▸ **EXERCISE PROMPT**
Write out, word for word, every line from the one containing "let mut encoder" through the final line of the records.

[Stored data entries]
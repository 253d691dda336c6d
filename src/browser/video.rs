//! Optional per-test video capture.
//!
//! Samples the page at a fixed interval and encodes the frames as an
//! animated GIF at teardown. Capture is best-effort end to end: a failed
//! frame or a failed encode degrades the video, never the test.

use std::path::{Path, PathBuf};
use std::sync::{Arc, Mutex};
use std::time::Duration;

use chromiumoxide::Page;
use tokio::task::JoinHandle;
use tracing::{debug, warn};

use crate::browser::page::capture_png;
use crate::error::{Result, UtaError};

/// Default sampling interval between frames.
pub const FRAME_INTERVAL: Duration = Duration::from_millis(500);

#[derive(Debug)]
pub struct VideoRecorder {
    frames: Arc<Mutex<Vec<Vec<u8>>>>,
    interval: Duration,
    task: Option<JoinHandle<()>>,
}

impl VideoRecorder {
    /// Start sampling the page.
    pub fn start(page: Page, interval: Duration) -> Self {
        let frames: Arc<Mutex<Vec<Vec<u8>>>> = Arc::new(Mutex::new(Vec::new()));
        let sink = Arc::clone(&frames);
        let task = tokio::spawn(async move {
            loop {
                match capture_png(&page).await {
                    Ok(bytes) => sink.lock().expect("video lock poisoned").push(bytes),
                    Err(e) => debug!("video frame skipped: {e}"),
                }
                tokio::time::sleep(interval).await;
            }
        });
        Self {
            frames,
            interval,
            task: Some(task),
        }
    }

    pub fn frame_count(&self) -> usize {
        self.frames.lock().expect("video lock poisoned").len()
    }

    /// Stop sampling and encode the collected frames to `path`.
    pub fn stop_and_write(&mut self, path: &Path) -> Result<PathBuf> {
        if let Some(task) = self.task.take() {
            task.abort();
        }
        let frames = std::mem::take(&mut *self.frames.lock().expect("video lock poisoned"));
        if frames.is_empty() {
            return Err(UtaError::browser("no video frames captured"));
        }
        if let Some(parent) = path.parent() {
            std::fs::create_dir_all(parent)?;
        }

        encode_gif(&frames, self.interval, path)?;
        debug!(path = %path.display(), frames = frames.len(), "video written");
        Ok(path.to_path_buf())
    }

    /// Teardown helper: encode if possible, otherwise log and move on.
    pub fn stop_best_effort(&mut self, path: &Path) {
        if let Err(e) = self.stop_and_write(path) {
            warn!("video capture failed: {e}");
        }
    }
}

impl Drop for VideoRecorder {
    fn drop(&mut self) {
        if let Some(task) = self.task.take() {
            task.abort();
        }
    }
}

/// Encode PNG frames as an animated GIF. Frames whose dimensions differ
/// from the first are skipped (the window was resized mid-test).
fn encode_gif(frames: &[Vec<u8>], interval: Duration, path: &Path) -> Result<()> {
    let first = image::load_from_memory(&frames[0])?.to_rgba8();
    let (width, height) = first.dimensions();
    let (width, height) = (width.min(u16::MAX as u32) as u16, height.min(u16::MAX as u32) as u16);

    let file = std::fs::File::create(path)?;
    let mut encoder = gif::Encoder::new(file, width, height, &[])
        .map_err(|e| UtaError::browser(format!("gif encoder: {e}")))?;
    encoder
        .set_repeat(gif::Repeat::Infinite)
        .map_err(|e| UtaError::browser(format!("gif encoder: {e}")))?;

    // GIF delays are hundredths of a second.
    let delay = (interval.as_millis() / 10).clamp(2, u16::MAX as u128) as u16;

    for png in frames {
        let rgba = match image::load_from_memory(png) {
            Ok(img) => img.to_rgba8(),
            Err(e) => {
                debug!("skipping undecodable frame: {e}");
                continue;
            }
        };
        if rgba.dimensions() != (width as u32, height as u32) {
            debug!("skipping frame with mismatched dimensions");
            continue;
        }
        let mut raw = rgba.into_raw();
        let mut frame = gif::Frame::from_rgba_speed(width, height, &mut raw, 10);
        frame.delay = delay;
        encoder
            .write_frame(&frame)
            .map_err(|e| UtaError::browser(format!("gif frame: {e}")))?;
    }
    Ok(())
}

▸ **RESULT BELOW**
    let mut encoder = gif::Encoder::new(file, width, height, &[])
        .map_err(|e| UtaError::browser(format!("gif encoder: {e}")))?;
    encoder
        .set_repeat(gif::Repeat::Infinite)
        .map_err(|e| UtaError::browser(format!("gif encoder: {e}")))?;

    // GIF delays are hundredths of a second.
    let delay = (interval.as_millis() / 10).clamp(2, u16::MAX as u128) as u16;

    for png in frames {
        let rgba = match image::load_from_memory(png) {
            Ok(img) => img.to_rgba8(),
            Err(e) => {
                debug!("skipping undecodable frame: {e}");
                continue;
            }
        };
        if rgba.dimensions() != (width as u32, height as u32) {
            debug!("skipping frame with mismatched dimensions");
            continue;
        }
        let mut raw = rgba.into_raw();
        let mut frame = gif::Frame::from_rgba_speed(width, height, &mut raw, 10);
        frame.delay = delay;
        encoder
            .write_frame(&frame)
            .map_err(|e| UtaError::browser(format!("gif frame: {e}")))?;
    }
    Ok(())
}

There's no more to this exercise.